RE: i107 from Yves Lafon on 2008-08-01 (ietf-http-wg@w3.org from July to September 2008)

From: Yves Lafon <ylafon@w3.org>
Date: Fri, 1 Aug 2008 08:26:41 -0400 (EDT)
To: Brian Smith <brian@briansmith.org>
Cc: 'Henrik Nordstrom' <henrik@henriknordstrom.net>, 'HTTP Working Group' <ietf-http-wg@w3.org>
Message-ID: <Pine.LNX.4.64.0808010804220.19931@ubzre.j3.bet>
On Thu, 31 Jul 2008, Brian Smith wrote:

>
> Henrik Nordstrom wrote:
>> On tor, 2008-07-31 at 12:14 -0500, Brian Smith wrote:
>>> I assume by "the resource" you mean the resource at the original
>>> request URI, not the resource at the Content-Location URI.
>>
>> Content-Location IS the specific URI to this resource. Or if
>> you like the non-negotiated direct access URI to a specific
>> variant of a resource.

+1 (and btw, editing http://www.example.com/bar/ is quite painful as most 
servers won't give a CL with the "non-negotiated" URI (in this case it 
not really conneg)).

>>> RFC 2616 doesn't say that the client may delete any of the
>> variants of
>>> http://example.org/foo.html by sending a DELETE request to
>>> http://example.com/foo.html.
>>
>> To me it's exacly what it says. Quote from p3 6.7 Content-Location:
>>
>>    The Content-Location value is not a replacement for the original
>>    requested URI; it is only a statement of the location of
>>    the resource corresponding to this particular entity at the
>>    time of the request.
>
> example.org says that the entity that it is returning in the response is
> available at the time of the request at http://example.com/foo.html, which
> is not even the same domain. RFC 2616 doesn't say that must be a true
> statement; in fact, in another part the specification makes it quite clear
> that we shouldn't make any such assumptions.

Not the same domain... Is that very different if the URI in CL was 
http://example.com/bar/foo.hml ? Are you sure that if the URI are in the 
same domain, the URI is controlled by the same group of people? The same 
domain assumption works somehow in practise, but is in theory plain wrong.

>
>>    Future requests MAY specify the Content-Location URI as
>>    the request-URI if the desire is to identify the source
>>    of that particular entity.
>
> That *doesn't* say that editing the resource at the Content-Location URI
> will have any effect on any variant of the resource identified by the
> original request URI.

Nothing is said about _editing_ the resource, note that there is an issue 
as well with validators (ETag being a response header and not an entity 
one, see attempts with structured ETags [RFC 2295] etc...)

>>> an extension to HTTP. In any case, there may be more than
>>> one variant of the resource at the Content-Location URI,
>>> so Content-Location doesn't even address a specific
>>> variant of *any* resource.
>>
>> No.
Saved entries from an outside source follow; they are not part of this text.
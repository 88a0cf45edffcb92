use super::*;

const CTRL: &str = "
# polarizable water
units = real
dielectric = 1.0
newton_pair = false
special_coul = 0.0 0.0 0.5

drude_types = C N N D   # O H H DO
drude_pairs = 1:4

pair_thole = 2.6 12.0
pair_coeff = 1 1 0.978 2.6
pair_coeff = 1 4 0.978 2.6
pair_coeff = 4 4 0.978 2.6

group = water type 1 2 3 4
group = drudes type 4
temp_group = water
temp_dynamic = true
";

#[test]
fn test_defaults() {
    let mut control = Control::new();
    control.read_str("").unwrap();

    assert_eq!(control.get_units().get_style(), UnitStyle::Real);
    assert_eq!(control.get_dimension(), 3);
    assert!(control.get_newton_pair());
    assert_eq!(control.get_special_coul(), [0.0, 0.0, 0.0]);
    assert_eq!(control.get_pair_thole(), vec!["2.6", "12.0"]);
    assert_eq!(control.get_transform_group(), "all");
    assert_eq!(control.get_temp_extra_dof(), 3.0);
    assert_eq!(control.get_system_file(), "in.system");
}

#[test]
fn test_read_parameters() {
    let mut control = Control::new();
    control.read_str(CTRL).unwrap();

    assert!(!control.get_newton_pair());
    assert_eq!(control.get_special_coul(), [0.0, 0.0, 0.5]);
    assert_eq!(control.get_drude_types(), "C N N D");
    assert_eq!(control.get_drude_pairs(), "1:4");
    assert_eq!(control.get_pair_coeff().len(), 3);
    assert_eq!(control.get_pair_coeff()[1], vec!["1", "4", "0.978", "2.6"]);
    assert_eq!(
        control.get_groups()[1],
        GroupDef {
            name: "drudes".to_string(),
            types: vec![4]
        }
    );
    assert_eq!(control.get_temp_group(), "water");
    assert!(control.get_temp_dynamic());
}

#[test]
fn test_rejected_input() {
    let mut control = Control::new();

    assert!(matches!(
        control.read_str("units = si"),
        Err(ControlError::InvalidValue { .. })
    ));
    assert!(matches!(
        control.read_str("dimension = 4"),
        Err(ControlError::InvalidValue { .. })
    ));
    assert!(matches!(
        control.read_str("special_coul = 0.0 0.5"),
        Err(ControlError::InvalidValue { .. })
    ));
    assert!(matches!(
        control.read_str("group = water 1 2"),
        Err(ControlError::InvalidValue { .. })
    ));
    assert!(matches!(
        control.read_str("units real"),
        Err(ControlError::MalformedLine { line: 1, .. })
    ));

    match control.read_str("ecut_wfc = 400\nunits = metal\nsmearing = gauss") {
        Err(ControlError::UnknownParameters(keys)) => {
            assert_eq!(keys, vec!["ecut_wfc".to_string(), "smearing".to_string()])
        }
        other => panic!("unexpected {:?}", other),
    }
}

#[test]
fn test_verbosity_sets_log_filter() {
    let mut control = Control::new();

    control.read_str("").unwrap();
    assert_eq!(control.get_verbosity(), "normal");
    assert_eq!(control.get_log_filter(), "info");

    control.read_str("verbosity = High").unwrap();
    assert_eq!(control.get_verbosity(), "high");
    assert_eq!(control.get_log_filter(), "debug");

    control.read_str("verbosity = low").unwrap();
    assert_eq!(control.get_log_filter(), "warn");

    assert!(matches!(
        control.read_str("verbosity = loud"),
        Err(ControlError::InvalidValue { .. })
    ));
}

#[test]
fn test_missing_file() {
    let mut control = Control::new();

    assert!(matches!(
        control.read_file("/nonexistent/in.ctrl"),
        Err(ControlError::Io { .. })
    ));
}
The Content-Location URI is not supposed to be a
>> negotiated resource. If it is then the server implementation is wrong.
>
> The specification doesn't say that anywhere, although I agree that some of
> the wording kind of hints to it. In practice protocols like AtomPub that
> place extra meaning when Location=Content-Location mean that
> Content-Location will often reference a content-negotiated resource (again,
> because of Vary: Accept-Encoding) which is beyond the application's control
> (again, because of things like encoding proxies or mod_deflate).

(let's digress on the use of Accept-Encoding/Content-Encoding when 
TE/Transfer-Encoding is better suited)

Suppose you want to edit http://exampe.com/bar/foo.html it is served using 
mod_deflate, so an ETag of "aofidrjfoer"-gzip is added (yuck, but at least 
it's different than the non-compressed version, even if this is not valid)
And you have a nice Content-Encoding: gzip.
Now edit, (wash, rince,) save... Without a real CL, you will save a 
compressed version to an originally  non compressed resource. Not a big 
deal, as the server should DTRT, store the compressed content and adjust 
its metadata. But some other people, editing directly on the file system 
will find it surprising to edit binary data instead of HTML.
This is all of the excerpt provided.